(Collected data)
_ _ _
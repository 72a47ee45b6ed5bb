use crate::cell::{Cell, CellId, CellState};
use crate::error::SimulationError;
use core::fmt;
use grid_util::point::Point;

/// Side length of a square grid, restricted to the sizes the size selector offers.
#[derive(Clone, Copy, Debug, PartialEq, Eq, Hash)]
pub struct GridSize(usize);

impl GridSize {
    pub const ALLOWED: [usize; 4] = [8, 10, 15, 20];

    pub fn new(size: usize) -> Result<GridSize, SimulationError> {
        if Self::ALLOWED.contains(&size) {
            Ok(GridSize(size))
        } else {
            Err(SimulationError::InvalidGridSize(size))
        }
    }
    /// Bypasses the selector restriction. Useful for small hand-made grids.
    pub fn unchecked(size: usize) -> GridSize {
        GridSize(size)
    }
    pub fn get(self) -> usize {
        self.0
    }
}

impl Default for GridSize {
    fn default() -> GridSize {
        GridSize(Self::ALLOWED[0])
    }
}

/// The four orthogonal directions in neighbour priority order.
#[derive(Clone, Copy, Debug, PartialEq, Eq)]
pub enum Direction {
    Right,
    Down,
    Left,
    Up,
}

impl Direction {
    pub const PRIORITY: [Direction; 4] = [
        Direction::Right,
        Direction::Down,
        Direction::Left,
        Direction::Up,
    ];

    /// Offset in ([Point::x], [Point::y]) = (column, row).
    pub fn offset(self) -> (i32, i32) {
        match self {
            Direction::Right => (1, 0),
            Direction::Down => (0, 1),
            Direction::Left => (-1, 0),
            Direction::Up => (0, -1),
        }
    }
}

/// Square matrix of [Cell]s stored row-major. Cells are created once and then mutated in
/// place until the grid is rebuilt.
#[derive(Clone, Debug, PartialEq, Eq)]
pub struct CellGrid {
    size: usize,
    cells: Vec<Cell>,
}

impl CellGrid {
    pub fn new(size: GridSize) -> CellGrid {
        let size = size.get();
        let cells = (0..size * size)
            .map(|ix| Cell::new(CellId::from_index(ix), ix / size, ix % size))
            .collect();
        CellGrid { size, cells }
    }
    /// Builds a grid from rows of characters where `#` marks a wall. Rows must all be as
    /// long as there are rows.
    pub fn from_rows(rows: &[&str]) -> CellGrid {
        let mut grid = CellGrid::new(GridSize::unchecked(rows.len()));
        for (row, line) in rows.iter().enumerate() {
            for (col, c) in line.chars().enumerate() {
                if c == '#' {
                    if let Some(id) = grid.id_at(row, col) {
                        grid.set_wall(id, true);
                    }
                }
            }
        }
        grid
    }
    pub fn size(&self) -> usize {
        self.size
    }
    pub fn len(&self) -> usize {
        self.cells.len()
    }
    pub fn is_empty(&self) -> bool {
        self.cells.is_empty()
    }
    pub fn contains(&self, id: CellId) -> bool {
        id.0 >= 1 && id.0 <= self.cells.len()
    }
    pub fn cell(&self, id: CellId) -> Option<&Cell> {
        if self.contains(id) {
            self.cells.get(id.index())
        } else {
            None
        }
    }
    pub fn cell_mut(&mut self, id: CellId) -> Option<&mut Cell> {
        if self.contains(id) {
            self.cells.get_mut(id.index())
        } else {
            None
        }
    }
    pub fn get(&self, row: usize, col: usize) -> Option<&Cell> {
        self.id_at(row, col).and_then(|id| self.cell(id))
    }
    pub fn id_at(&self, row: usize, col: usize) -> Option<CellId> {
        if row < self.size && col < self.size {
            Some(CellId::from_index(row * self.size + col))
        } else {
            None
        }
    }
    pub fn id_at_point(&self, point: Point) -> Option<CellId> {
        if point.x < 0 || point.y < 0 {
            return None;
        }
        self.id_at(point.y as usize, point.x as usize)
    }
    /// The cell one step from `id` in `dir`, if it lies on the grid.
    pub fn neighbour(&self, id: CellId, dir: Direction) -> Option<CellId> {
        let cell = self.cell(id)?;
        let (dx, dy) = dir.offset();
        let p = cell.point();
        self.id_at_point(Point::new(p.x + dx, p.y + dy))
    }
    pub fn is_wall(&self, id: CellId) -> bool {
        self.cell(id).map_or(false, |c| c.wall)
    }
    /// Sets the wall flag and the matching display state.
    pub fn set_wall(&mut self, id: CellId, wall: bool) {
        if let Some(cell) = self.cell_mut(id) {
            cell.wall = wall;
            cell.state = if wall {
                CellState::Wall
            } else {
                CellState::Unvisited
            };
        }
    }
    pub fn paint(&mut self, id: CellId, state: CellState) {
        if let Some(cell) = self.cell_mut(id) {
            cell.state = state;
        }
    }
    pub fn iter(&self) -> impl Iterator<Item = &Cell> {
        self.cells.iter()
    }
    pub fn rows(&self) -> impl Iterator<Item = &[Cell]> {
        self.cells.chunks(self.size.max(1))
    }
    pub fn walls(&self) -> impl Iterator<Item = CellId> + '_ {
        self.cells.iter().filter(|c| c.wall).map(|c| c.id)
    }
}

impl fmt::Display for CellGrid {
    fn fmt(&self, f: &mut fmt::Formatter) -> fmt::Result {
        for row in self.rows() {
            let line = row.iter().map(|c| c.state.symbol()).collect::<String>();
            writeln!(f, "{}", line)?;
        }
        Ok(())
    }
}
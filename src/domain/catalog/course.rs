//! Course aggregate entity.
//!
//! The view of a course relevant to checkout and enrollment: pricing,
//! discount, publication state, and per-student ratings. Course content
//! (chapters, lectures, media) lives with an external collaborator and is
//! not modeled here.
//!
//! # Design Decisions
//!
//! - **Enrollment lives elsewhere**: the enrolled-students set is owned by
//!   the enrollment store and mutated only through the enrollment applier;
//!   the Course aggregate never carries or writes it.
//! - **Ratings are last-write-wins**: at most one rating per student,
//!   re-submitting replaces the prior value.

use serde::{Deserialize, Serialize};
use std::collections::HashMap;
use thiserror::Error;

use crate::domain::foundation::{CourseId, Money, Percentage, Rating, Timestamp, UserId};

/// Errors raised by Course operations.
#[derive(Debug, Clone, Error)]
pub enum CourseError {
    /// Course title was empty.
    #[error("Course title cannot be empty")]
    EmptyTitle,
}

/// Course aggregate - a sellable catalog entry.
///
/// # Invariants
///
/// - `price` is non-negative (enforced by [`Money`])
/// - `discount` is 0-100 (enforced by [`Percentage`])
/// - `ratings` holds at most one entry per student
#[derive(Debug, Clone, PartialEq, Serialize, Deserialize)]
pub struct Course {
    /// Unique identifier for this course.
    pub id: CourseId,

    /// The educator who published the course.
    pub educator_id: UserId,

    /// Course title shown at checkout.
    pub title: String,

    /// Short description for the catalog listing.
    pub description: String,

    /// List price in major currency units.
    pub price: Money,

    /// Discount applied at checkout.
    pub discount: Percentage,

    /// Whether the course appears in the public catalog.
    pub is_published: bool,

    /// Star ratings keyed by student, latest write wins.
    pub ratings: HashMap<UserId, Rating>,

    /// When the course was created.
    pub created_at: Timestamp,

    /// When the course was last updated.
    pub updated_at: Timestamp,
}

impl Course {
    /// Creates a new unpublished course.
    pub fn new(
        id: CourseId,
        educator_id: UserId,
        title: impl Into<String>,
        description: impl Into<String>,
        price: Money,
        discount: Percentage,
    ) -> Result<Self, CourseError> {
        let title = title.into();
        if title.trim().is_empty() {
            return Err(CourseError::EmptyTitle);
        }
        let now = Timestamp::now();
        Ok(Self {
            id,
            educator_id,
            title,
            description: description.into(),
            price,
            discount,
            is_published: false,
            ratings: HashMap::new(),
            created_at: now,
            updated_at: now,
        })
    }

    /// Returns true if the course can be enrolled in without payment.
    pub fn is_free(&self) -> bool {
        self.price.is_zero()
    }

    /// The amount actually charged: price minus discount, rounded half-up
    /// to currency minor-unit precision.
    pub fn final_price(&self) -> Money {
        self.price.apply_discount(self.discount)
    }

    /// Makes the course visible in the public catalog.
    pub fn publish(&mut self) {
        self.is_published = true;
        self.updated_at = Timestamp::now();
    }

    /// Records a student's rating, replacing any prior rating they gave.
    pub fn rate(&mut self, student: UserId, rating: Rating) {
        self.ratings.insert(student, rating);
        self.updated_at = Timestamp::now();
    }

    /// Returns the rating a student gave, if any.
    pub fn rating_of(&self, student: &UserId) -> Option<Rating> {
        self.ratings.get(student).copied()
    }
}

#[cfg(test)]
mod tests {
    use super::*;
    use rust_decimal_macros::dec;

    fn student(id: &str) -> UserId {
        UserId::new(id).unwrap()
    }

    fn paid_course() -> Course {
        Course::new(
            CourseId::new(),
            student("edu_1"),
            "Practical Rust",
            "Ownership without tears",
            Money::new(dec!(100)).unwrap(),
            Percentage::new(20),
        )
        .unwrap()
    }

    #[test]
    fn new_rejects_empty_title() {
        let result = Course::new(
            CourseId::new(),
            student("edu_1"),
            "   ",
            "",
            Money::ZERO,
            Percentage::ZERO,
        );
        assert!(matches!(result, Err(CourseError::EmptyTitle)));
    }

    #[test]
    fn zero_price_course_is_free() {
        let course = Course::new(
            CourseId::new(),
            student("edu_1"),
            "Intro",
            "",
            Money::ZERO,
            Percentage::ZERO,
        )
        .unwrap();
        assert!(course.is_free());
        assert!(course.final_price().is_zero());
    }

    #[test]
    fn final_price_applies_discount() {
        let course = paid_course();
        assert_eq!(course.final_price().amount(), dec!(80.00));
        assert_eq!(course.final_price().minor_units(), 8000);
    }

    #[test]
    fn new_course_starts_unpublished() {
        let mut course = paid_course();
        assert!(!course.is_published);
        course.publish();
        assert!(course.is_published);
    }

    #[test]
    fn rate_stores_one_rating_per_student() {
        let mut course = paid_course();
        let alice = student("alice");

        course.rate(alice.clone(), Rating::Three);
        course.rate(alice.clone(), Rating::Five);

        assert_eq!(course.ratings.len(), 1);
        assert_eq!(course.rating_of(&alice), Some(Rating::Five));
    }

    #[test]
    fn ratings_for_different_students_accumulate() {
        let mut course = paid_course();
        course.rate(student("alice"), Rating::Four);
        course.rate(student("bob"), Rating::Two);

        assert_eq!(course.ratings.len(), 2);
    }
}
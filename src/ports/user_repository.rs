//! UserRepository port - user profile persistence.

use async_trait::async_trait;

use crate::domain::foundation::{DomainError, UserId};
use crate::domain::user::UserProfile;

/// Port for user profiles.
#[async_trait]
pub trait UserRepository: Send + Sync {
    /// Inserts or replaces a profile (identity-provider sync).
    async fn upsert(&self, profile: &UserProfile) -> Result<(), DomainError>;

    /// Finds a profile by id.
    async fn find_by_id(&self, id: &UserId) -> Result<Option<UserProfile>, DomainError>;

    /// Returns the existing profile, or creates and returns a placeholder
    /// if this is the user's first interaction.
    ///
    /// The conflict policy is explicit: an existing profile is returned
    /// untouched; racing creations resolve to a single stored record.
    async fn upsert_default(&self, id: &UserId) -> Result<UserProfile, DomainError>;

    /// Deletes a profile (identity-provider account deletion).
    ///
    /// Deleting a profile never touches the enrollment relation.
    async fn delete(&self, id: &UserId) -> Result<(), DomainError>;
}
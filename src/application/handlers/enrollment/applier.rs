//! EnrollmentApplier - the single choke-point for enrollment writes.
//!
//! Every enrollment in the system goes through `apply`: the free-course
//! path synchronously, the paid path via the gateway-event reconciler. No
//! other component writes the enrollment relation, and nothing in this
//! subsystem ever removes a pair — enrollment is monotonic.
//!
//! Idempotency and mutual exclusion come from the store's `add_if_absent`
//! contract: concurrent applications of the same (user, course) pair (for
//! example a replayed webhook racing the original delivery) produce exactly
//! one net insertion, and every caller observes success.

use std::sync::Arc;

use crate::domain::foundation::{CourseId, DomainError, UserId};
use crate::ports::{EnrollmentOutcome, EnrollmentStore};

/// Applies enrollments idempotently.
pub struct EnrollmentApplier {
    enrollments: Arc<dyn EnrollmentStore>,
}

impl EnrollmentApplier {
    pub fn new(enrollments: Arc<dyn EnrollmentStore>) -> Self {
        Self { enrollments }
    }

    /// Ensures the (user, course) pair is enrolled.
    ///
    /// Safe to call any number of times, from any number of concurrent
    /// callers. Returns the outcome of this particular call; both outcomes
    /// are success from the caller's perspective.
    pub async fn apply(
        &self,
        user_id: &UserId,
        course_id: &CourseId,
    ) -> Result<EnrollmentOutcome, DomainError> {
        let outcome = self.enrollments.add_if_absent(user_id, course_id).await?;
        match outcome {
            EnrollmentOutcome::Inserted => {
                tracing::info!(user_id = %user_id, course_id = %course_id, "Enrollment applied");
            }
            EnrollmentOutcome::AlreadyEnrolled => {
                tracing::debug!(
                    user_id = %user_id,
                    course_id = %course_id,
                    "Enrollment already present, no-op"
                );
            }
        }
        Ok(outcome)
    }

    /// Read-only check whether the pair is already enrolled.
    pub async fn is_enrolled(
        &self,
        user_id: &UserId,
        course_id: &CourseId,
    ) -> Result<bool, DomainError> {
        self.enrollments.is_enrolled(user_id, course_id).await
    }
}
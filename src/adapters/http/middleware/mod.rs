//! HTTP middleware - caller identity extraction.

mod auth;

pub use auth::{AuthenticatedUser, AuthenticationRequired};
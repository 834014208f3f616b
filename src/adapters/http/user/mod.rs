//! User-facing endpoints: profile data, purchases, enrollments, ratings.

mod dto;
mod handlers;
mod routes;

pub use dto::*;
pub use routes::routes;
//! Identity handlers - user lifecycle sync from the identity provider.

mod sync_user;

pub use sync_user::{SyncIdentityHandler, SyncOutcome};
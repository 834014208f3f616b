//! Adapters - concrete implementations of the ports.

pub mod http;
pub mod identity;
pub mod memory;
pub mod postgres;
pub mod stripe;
_ _ _
**EXERCISE AIM**. From the records above, give again exactly the lines running from the line with "assert!(matches!(result, Err(CourseError::EmptyTitle)));" to the line with "let course = paid_course();", inclusive.

**RESULT BELOW**.
        assert!(matches!(result, Err(CourseError::EmptyTitle)));
    }

    #[test]
    fn zero_price_course_is_free() {
        let course = Course::new(
            CourseId::new(),
            student("edu_1"),
            "Intro",
            "",
            Money::ZERO,
            Percentage::ZERO,
        )
        .unwrap();
        assert!(course.is_free());
        assert!(course.final_price().is_zero());
    }

    #[test]
    fn final_price_applies_discount() {
        let course = paid_course();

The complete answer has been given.